Jani`s favourite programs include the news, sports and Uutisvuoto a comic program commenting on the news. Mika specifies that the news needs to be the Channel 1 version at 20h30, because the others versions do not suit him. He is not very much interested in all other TV programs, including for example Big Brother which has never become very popular in Finland. As Trisha puts it: `No-one I know has confessed watching it.`
Mari tells about how she watched Knightrider, Dynasty and Dallas when she was younger. Now, it`s The Simpsons re-runs, Topgear and Desperate Housewives. The latter is not broadcast under the same name in Finland. It is called `Perfect Housewives`, which indeed sounds a little bit more appealing. Foreign programs are usually subtitled in Finnish. Only cartoons meant for very young children may qualify for dubbing.

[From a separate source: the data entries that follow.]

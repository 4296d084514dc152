//! Pipeline configuration.
//!
//! Constructed once at process start and passed by parameter into each
//! component; no ambient environment lookups inside the pipeline.

use std::time::Duration;

use secrecy::SecretString;

use crate::error::{ApiError, Result};

/// Character/size/timeout budgets for the pipeline.
///
/// The numeric values mirror the original service's tuning; they are
/// configuration rather than hard-coded constants so deployments can
/// adjust them.
#[derive(Debug, Clone)]
pub struct Budgets {
    /// Hard cap on locally extracted text, in characters.
    pub max_extract_chars: usize,

    /// Budget for sampled text sent to the model.
    pub ai_input_chars: usize,

    /// Documents at or under the sampling threshold are sent in full,
    /// truncated to this many characters.
    pub full_text_cutoff: usize,

    /// Above this many characters, head/middle/tail sampling kicks in.
    pub sample_threshold: usize,

    /// Extracted document text under this length counts as "no usable
    /// text" and triggers the multimodal fallback for PDFs.
    pub min_document_text: usize,

    /// Maximum PDF pages walked.
    pub max_pdf_pages: usize,

    /// Maximum slides read from a presentation.
    pub max_slides: usize,

    /// Sample rows taken from a spreadsheet after the header row.
    pub max_sample_rows: usize,

    /// Bullet-point caps for presentations.
    pub max_bullets: usize,
    pub bullets_per_slide: usize,
    pub min_bullet_chars: usize,

    /// Expected embedding vector length; anything else is rejected.
    pub embedding_dim: usize,

    /// Extracted-text contribution to the embedding composition.
    pub embed_content_chars: usize,

    /// Response body cap for fetches.
    pub max_body_bytes: usize,

    /// Timeout for page and file fetches.
    pub fetch_timeout: Duration,

    /// Timeout for oEmbed lookups.
    pub oembed_timeout: Duration,
}

impl Default for Budgets {
    fn default() -> Self {
        Self {
            max_extract_chars: 50_000,
            ai_input_chars: 3_000,
            full_text_cutoff: 2_500,
            sample_threshold: 15_000,
            min_document_text: 40,
            max_pdf_pages: 50,
            max_slides: 20,
            max_sample_rows: 5,
            max_bullets: 15,
            bullets_per_slide: 5,
            min_bullet_chars: 6,
            embedding_dim: 1536,
            embed_content_chars: 500,
            max_body_bytes: 10 * 1024 * 1024,
            fetch_timeout: Duration::from_secs(10),
            oembed_timeout: Duration::from_secs(5),
        }
    }
}

/// Top-level pipeline configuration.
#[derive(Debug, Clone)]
pub struct IngestionConfig {
    /// OpenRouter API key.
    pub api_key: SecretString,

    /// Scrape-fallback service API key, if the fallback is enabled.
    pub scrape_api_key: Option<SecretString>,

    /// Chat model used for analysis.
    pub analysis_model: String,

    /// Embedding model.
    pub embedding_model: String,

    /// Budgets and timeouts.
    pub budgets: Budgets,
}

impl IngestionConfig {
    /// Create a config with default models and budgets.
    pub fn new(api_key: impl Into<String>) -> Self {
        Self {
            api_key: SecretString::from(api_key.into()),
            scrape_api_key: None,
            analysis_model: "openai/gpt-4o-mini".to_string(),
            embedding_model: "openai/text-embedding-3-small".to_string(),
            budgets: Budgets::default(),
        }
    }

    /// Read configuration from the environment (`OPENROUTER_API_KEY`,
    /// optionally `FIRECRAWL_API_KEY`, `ANALYSIS_MODEL`, `EMBEDDING_MODEL`).
    pub fn from_env() -> Result<Self> {
        let api_key = std::env::var("OPENROUTER_API_KEY")
            .map_err(|_| ApiError::internal("OPENROUTER_API_KEY not set"))?;

        let mut config = Self::new(api_key);
        if let Ok(key) = std::env::var("FIRECRAWL_API_KEY") {
            config.scrape_api_key = Some(SecretString::from(key));
        }
        if let Ok(model) = std::env::var("ANALYSIS_MODEL") {
            config.analysis_model = model;
        }
        if let Ok(model) = std::env::var("EMBEDDING_MODEL") {
            config.embedding_model = model;
        }
        Ok(config)
    }

    /// Set the analysis model.
    pub fn with_analysis_model(mut self, model: impl Into<String>) -> Self {
        self.analysis_model = model.into();
        self
    }

    /// Set the embedding model.
    pub fn with_embedding_model(mut self, model: impl Into<String>) -> Self {
        self.embedding_model = model.into();
        self
    }

    /// Set the scrape-fallback API key.
    pub fn with_scrape_api_key(mut self, key: impl Into<String>) -> Self {
        self.scrape_api_key = Some(SecretString::from(key.into()));
        self
    }

    /// Override budgets.
    pub fn with_budgets(mut self, budgets: Budgets) -> Self {
        self.budgets = budgets;
        self
    }
}

#[cfg(test)]
mod tests {
    use super::*;

    #[test]
    fn test_default_budgets_preserve_tuning() {
        let budgets = Budgets::default();
        assert_eq!(budgets.ai_input_chars, 3_000);
        assert_eq!(budgets.full_text_cutoff, 2_500);
        assert_eq!(budgets.sample_threshold, 15_000);
        assert_eq!(budgets.min_document_text, 40);
        assert_eq!(budgets.embedding_dim, 1536);
        assert_eq!(budgets.oembed_timeout, Duration::from_secs(5));
        assert_eq!(budgets.fetch_timeout, Duration::from_secs(10));
    }

    #[test]
    fn test_builder() {
        let config = IngestionConfig::new("sk-or-test")
            .with_analysis_model("openai/gpt-4o")
            .with_scrape_api_key("fc-test");

        assert_eq!(config.analysis_model, "openai/gpt-4o");
        assert!(config.scrape_api_key.is_some());
    }
}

While writing this, I am watching `Countryman seeks woman` at Mari`s place. The second season of it has just started and the first edition was a tremendous success. It attached up to 2 million Finns (out of a total of little over 5) to the screen and was a topic of many conversations in schools and workplaces. Today shows the introduction of the new farmers, and how many letters they received from their potential new lovers.
Alternatives to TV
Alternative media and personal entertainment exposure comes from the internet, newspapers and magazines. Internet is gaining popularity, while newspaper figures are remaining stable. Finns still seem to prefer paper newspapers over online versions of the same information. For cost reasons, many people read local news papers which are much less expensive than supposed-to-be national ones like Helsinki Sanomat. The daily news offer is completed by magazine-like editions about the less-urgent news and gossip. They are called `Ilta Sanomat` and `Ilta Lehti` with distribution numbers suggesting that they are read by 10% of the Finnish population.
Magazines are widely available but with the exception of international formats, they mainly serve older people. Good exceptions to the rule are Suosikki, a monthly magazine about music and adolescent life, and international titles like Cosmopolitan and Men`s Health who are trying to conquer the market.